From the line with "pub fn config_mut(&mut" through the line with "pub fn sources(&self)", inclusive, return each line of the data below exactly and leave the rest out.

# # #

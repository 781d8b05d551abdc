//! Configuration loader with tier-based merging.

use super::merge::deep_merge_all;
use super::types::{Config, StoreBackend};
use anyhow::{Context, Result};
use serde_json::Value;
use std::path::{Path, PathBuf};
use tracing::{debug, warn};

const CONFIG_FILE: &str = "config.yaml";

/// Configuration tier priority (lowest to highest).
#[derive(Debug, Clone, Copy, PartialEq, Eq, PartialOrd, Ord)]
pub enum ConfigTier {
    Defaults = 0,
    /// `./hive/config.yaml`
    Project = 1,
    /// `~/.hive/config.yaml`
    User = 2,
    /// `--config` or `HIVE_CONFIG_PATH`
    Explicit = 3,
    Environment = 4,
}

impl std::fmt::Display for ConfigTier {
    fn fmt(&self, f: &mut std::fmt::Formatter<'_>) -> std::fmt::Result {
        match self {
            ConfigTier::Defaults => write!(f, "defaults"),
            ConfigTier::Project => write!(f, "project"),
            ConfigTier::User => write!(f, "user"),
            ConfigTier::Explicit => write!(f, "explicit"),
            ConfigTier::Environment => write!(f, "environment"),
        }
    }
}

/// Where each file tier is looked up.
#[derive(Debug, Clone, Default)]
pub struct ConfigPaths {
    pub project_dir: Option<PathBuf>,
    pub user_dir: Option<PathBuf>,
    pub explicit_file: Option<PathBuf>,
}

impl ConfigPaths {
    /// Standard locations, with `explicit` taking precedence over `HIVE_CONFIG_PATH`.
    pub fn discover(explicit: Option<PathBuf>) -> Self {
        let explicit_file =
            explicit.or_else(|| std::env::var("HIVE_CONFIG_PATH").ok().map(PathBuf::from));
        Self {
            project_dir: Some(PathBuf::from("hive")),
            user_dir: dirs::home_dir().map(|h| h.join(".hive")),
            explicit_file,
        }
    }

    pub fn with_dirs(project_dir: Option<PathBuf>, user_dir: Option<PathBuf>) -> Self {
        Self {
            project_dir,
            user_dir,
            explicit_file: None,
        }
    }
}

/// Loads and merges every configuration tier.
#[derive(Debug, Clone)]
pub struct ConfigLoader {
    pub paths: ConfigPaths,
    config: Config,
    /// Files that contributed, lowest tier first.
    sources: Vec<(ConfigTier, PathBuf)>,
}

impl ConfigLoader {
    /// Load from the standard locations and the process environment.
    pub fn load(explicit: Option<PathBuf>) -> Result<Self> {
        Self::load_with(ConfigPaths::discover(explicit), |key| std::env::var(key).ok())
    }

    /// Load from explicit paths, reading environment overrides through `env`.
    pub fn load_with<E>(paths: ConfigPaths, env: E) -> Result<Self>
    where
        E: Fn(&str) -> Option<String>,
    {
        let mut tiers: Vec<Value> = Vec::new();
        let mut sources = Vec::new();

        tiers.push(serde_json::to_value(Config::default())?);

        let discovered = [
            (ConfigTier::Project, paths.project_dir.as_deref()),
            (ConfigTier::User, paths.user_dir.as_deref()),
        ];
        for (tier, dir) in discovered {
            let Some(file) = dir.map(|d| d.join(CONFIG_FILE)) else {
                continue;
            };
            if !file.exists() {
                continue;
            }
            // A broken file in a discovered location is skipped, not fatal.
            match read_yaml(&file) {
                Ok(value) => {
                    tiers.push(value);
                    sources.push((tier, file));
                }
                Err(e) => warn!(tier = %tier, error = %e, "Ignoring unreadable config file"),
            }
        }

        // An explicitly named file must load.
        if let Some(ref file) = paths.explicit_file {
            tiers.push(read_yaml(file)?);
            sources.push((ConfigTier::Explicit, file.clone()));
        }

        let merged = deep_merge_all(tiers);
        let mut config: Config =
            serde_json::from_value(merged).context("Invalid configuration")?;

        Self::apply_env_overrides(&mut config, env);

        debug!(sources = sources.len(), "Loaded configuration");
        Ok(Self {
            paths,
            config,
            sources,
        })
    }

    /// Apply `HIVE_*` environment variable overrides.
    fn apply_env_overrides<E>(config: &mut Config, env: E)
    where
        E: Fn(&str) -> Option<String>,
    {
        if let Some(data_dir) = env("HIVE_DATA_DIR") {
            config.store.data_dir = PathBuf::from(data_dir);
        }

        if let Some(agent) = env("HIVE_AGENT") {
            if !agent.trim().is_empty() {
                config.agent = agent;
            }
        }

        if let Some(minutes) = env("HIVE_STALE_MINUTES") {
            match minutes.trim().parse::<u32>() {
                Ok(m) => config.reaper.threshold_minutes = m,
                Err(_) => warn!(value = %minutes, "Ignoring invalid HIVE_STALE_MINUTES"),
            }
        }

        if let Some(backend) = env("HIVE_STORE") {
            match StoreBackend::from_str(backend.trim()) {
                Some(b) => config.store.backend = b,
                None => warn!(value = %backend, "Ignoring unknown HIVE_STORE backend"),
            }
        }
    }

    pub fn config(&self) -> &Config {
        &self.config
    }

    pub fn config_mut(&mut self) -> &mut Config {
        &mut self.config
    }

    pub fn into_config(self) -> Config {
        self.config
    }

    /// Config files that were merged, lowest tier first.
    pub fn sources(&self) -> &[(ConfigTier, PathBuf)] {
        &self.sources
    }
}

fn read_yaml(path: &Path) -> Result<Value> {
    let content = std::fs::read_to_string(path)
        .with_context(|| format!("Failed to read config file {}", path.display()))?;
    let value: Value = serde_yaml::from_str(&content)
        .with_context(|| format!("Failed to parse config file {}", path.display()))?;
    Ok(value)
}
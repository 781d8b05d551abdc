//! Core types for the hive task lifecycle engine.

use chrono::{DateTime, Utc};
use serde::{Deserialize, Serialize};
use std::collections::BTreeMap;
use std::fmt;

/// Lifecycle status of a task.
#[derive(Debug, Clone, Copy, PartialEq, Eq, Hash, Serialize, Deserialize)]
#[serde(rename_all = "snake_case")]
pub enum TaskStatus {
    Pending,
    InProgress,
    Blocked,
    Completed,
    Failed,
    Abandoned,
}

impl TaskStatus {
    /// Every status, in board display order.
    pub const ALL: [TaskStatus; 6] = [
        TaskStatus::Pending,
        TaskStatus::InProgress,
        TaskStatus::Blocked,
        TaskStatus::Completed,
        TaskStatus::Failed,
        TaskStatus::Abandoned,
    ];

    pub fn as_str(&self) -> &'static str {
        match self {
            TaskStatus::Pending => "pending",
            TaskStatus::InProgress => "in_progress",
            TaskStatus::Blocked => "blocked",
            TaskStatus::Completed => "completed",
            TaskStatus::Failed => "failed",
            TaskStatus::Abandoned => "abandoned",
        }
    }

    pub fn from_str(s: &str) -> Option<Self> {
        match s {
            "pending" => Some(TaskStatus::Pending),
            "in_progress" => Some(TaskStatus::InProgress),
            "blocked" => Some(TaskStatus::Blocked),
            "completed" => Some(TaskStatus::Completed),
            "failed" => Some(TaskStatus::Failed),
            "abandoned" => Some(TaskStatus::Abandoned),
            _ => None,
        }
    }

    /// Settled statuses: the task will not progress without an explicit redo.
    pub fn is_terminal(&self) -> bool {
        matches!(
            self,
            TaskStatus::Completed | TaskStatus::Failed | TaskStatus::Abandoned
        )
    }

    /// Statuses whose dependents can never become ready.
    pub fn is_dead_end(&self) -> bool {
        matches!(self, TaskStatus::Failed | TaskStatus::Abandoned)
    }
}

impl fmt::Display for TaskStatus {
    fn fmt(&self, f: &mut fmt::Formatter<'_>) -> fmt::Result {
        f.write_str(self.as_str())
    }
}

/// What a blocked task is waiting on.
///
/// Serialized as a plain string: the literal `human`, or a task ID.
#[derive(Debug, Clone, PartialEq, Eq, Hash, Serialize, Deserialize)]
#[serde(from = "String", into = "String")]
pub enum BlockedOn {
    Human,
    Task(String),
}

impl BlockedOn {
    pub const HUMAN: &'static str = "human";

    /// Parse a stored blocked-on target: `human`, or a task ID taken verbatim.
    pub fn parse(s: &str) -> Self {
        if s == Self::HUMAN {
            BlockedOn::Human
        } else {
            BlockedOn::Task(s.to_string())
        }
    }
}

# # #

▶ [Exercise answer]:
    pub fn config_mut(&mut self) -> &mut Config {
        &mut self.config
    }

    pub fn into_config(self) -> Config {
        self.config
    }

    /// Config files that were merged, lowest tier first.
    pub fn sources(&self) -> &[(ConfigTier, PathBuf)] {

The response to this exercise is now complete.